Problem to solve:
Where does the string "Propagates" appear in the records? Copy every line that contains it.

Data:

------------------------------------------------

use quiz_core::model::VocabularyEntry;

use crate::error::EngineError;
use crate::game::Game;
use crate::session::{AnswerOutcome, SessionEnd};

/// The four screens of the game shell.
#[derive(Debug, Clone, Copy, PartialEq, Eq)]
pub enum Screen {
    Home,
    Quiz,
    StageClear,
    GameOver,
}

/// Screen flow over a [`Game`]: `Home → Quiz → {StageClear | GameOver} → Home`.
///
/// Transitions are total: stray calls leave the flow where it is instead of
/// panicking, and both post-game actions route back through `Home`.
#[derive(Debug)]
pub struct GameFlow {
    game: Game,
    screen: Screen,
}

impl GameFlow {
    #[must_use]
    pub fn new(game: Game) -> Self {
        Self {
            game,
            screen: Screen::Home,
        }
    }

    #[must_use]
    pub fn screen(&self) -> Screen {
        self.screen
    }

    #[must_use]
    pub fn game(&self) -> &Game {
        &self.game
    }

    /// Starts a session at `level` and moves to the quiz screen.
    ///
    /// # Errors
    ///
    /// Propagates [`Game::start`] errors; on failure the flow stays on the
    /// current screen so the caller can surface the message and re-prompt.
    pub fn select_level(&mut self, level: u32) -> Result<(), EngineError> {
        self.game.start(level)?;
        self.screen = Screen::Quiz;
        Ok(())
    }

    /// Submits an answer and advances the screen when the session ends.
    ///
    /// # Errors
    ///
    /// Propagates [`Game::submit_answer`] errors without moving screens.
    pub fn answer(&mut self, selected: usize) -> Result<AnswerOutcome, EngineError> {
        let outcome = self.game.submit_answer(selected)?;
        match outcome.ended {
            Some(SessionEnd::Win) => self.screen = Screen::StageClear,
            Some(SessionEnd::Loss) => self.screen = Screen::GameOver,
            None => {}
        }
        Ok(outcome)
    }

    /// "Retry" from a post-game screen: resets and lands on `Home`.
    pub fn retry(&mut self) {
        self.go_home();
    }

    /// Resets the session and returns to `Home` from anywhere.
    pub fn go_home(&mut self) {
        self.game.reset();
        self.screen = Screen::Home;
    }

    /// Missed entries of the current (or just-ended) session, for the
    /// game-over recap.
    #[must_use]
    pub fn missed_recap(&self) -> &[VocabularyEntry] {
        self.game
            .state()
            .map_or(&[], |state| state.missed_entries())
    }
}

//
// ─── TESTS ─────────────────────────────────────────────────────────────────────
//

------------------------------------------------

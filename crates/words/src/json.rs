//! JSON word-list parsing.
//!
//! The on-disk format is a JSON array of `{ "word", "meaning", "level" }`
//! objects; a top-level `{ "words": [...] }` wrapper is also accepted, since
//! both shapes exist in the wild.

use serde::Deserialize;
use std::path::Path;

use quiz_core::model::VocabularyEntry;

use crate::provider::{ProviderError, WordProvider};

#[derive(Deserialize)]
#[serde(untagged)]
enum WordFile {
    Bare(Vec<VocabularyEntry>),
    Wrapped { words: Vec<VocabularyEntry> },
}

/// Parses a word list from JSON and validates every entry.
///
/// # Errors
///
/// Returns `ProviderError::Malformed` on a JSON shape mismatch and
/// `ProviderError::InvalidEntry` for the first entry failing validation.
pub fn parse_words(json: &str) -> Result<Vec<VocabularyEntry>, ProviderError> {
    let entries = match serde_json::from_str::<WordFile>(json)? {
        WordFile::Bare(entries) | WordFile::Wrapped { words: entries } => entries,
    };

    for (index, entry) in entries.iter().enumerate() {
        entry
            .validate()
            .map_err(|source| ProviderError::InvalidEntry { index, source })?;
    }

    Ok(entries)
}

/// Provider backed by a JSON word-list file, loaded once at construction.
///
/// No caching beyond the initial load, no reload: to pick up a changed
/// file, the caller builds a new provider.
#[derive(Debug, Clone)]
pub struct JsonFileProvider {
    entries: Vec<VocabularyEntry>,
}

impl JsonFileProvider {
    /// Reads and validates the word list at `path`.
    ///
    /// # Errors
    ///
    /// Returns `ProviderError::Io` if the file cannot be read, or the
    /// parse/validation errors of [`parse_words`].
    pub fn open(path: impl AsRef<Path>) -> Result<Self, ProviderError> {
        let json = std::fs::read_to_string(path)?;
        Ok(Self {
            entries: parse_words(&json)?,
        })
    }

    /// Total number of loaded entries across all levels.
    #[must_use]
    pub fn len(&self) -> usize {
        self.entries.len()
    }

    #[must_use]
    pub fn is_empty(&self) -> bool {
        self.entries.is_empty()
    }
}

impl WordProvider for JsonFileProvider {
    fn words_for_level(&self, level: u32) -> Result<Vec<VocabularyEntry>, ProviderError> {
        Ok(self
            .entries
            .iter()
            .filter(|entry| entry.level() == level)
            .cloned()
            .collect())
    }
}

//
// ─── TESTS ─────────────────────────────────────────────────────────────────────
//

------------------------------------------------

Response box:
    /// Propagates [`Game::start`] errors; on failure the flow stays on the
    /// Propagates [`Game::submit_answer`] errors without moving screens.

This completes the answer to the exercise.